И все подумали, что это было бы действительно хорошо.
Запыхавшись, подбежал молодой солдатик-посыльный:
— Старшего десантной группы — в штаб! Срочная радиограмма!
— Матвеев, за мной! — озабоченно приказал Ветров. И недоуменно спросил сам у себя: — Что там может быть за радиограмма?
Через несколько минут он вслух читал текст срочной депеши:
— «В целях дополнительного обеспечения безопасности эвакуируемых сотрудников посольства приказываю получить шестьдесят парашютов, распределив их по трем бортам. При взлете личному составу особой роты провести с гражданскими лицами инструктаж по пользованию парашютами, закрепить за каждым десантником пять-шесть гражданских лиц для оказания им помощи при вынужденном покидании самолета…»
Ветров поднял голову. Его лицо могло иллюстрировать известную поговорку: «Кто в армии служил, тот в цирке не смеется!» Примерно такое же выражение читалось на лицах полковника Старкова и командиров бортов.

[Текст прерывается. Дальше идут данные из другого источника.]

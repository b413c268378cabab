//! Mutation-session manifest.
//!
//! `manifest.json` inside the session's trash directory enumerates every
//! touched file with its pre-mutation hash and status. The backup mirror
//! plus this manifest are the single source of truth for rollback.

use std::path::{Path, PathBuf};

use chrono::{DateTime, Utc};
use serde::{Deserialize, Serialize};

use crate::shared::models::{JanitorError, Result};

#[derive(Debug, Clone, Copy, PartialEq, Eq, Serialize, Deserialize)]
#[serde(rename_all = "kebab-case")]
pub enum EntryStatus {
    Pending,
    Committed,
    RolledBack,
}

#[derive(Debug, Clone, Serialize, Deserialize)]
pub struct ManifestEntry {
    pub original: PathBuf,
    pub backup: PathBuf,
    /// blake3 of the pre-mutation content
    pub hash: String,
    pub timestamp: DateTime<Utc>,
    pub status: EntryStatus,
}

#[derive(Debug, Serialize, Deserialize)]
pub struct SessionManifest {
    pub version: String,
    pub session_id: String,
    pub entries: Vec<ManifestEntry>,
    #[serde(skip)]
    path: PathBuf,
}

impl SessionManifest {
    pub fn create(session_dir: &Path, session_id: &str) -> Result<Self> {
        std::fs::create_dir_all(session_dir)?;
        let manifest = Self {
            version: "1".to_string(),
            session_id: session_id.to_string(),
            entries: Vec::new(),
            path: session_dir.join("manifest.json"),
        };
        manifest.save()?;
        Ok(manifest)
    }

    pub fn load(session_dir: &Path) -> Result<Self> {
        let path = session_dir.join("manifest.json");
        let content = std::fs::read_to_string(&path)?;
        let mut manifest: SessionManifest = serde_json::from_str(&content)
            .map_err(|e| JanitorError::internal(format!("manifest unreadable: {}", e)))?;
        manifest.path = path;
        Ok(manifest)
    }

    pub fn add_entry(&mut self, original: PathBuf, backup: PathBuf, hash: String) -> Result<()> {
        self.entries.push(ManifestEntry {
            original,
            backup,
            hash,
            timestamp: Utc::now(),
            status: EntryStatus::Pending,
        });
        self.save()
    }

    pub fn set_all_status(&mut self, status: EntryStatus) -> Result<()> {
        for entry in &mut self.entries {
            entry.status = status;
        }
        self.save()
    }

    pub fn has_pending(&self) -> bool {
        self.entries.iter().any(|e| e.status == EntryStatus::Pending)
    }

    /// Session summary: (pending, committed, rolled-back) entry counts.
    pub fn stats(&self) -> (usize, usize, usize) {
        let mut pending = 0;
        let mut committed = 0;
        let mut rolled_back = 0;
        for entry in &self.entries {
            match entry.status {
                EntryStatus::Pending => pending += 1,
                EntryStatus::Committed => committed += 1,
                EntryStatus::RolledBack => rolled_back += 1,
            }
        }
        (pending, committed, rolled_back)
    }

    /// Atomic write: temp file in the same directory, then rename.
    fn save(&self) -> Result<()> {
        let json = serde_json::to_string_pretty(self)?;
        let tmp = self.path.with_extension("json.tmp");
        std::fs::write(&tmp, json)?;
        std::fs::rename(&tmp, &self.path)?;
        Ok(())
    }
}

/// True when any session under `trash_root` still has pending entries;
/// a second concurrent mutation session must be refused.
pub fn any_pending_session(trash_root: &Path) -> bool {
    let Ok(entries) = std::fs::read_dir(trash_root) else {
        return false;
    };
    for entry in entries.flatten() {
        if !entry.path().is_dir() {
            continue;
        }
        if let Ok(manifest) = SessionManifest::load(&entry.path()) {
            if manifest.has_pending() {
                return true;
            }
        }
    }
    false
}

#[cfg(test)]
mod tests {
    use super::*;
    use tempfile::TempDir;

    #[test]
    fn test_manifest_roundtrip() {
        let dir = TempDir::new().unwrap();
        let session = dir.path().join("s1");
        let mut manifest = SessionManifest::create(&session, "s1").unwrap();
        manifest
            .add_entry(
                PathBuf::from("/p/a.py"),
                session.join("a.py"),
                "hash1".to_string(),
            )
            .unwrap();

        let loaded = SessionManifest::load(&session).unwrap();
        assert_eq!(loaded.session_id, "s1");
        assert_eq!(loaded.entries.len(), 1);
        assert_eq!(loaded.entries[0].status, EntryStatus::Pending);
        assert!(loaded.has_pending());
    }

    #[test]
    fn test_status_transition_persists() {
        let dir = TempDir::new().unwrap();
        let session = dir.path().join("s1");
        let mut manifest = SessionManifest::create(&session, "s1").unwrap();
        manifest
            .add_entry(PathBuf::from("/p/a.py"), session.join("a.py"), "h".into())
            .unwrap();
        manifest.set_all_status(EntryStatus::RolledBack).unwrap();

        let loaded = SessionManifest::load(&session).unwrap();
        assert_eq!(loaded.entries[0].status, EntryStatus::RolledBack);
        assert!(!loaded.has_pending());
        assert_eq!(loaded.stats(), (0, 0, 1));
    }

    #[test]
    fn test_pending_session_detection() {
        let dir = TempDir::new().unwrap();
        assert!(!any_pending_session(dir.path()));

        let session = dir.path().join("s1");
        let mut manifest = SessionManifest::create(&session, "s1").unwrap();
        assert!(!any_pending_session(dir.path()));

        manifest
            .add_entry(PathBuf::from("/p/a.py"), session.join("a.py"), "h".into())
            .unwrap();
        assert!(any_pending_session(dir.path()));

        manifest.set_all_status(EntryStatus::Committed).unwrap();
        assert!(!any_pending_session(dir.path()));
    }
}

— Что это за новость? — спросил Золотов. — Какие парашюты? Их же надо надеть до взлета! И протянуть выпускной трос! Но тогда грузовики с вещами не войдут…
— Я не знаю, — растерянно сказал Ветров. — Таков приказ. Зачитываю повторно для уяснения…
Он снова прочитал текст приказа, но дела это не прояснило.
— Сколько мы вывозим человек? — спросил Копытин.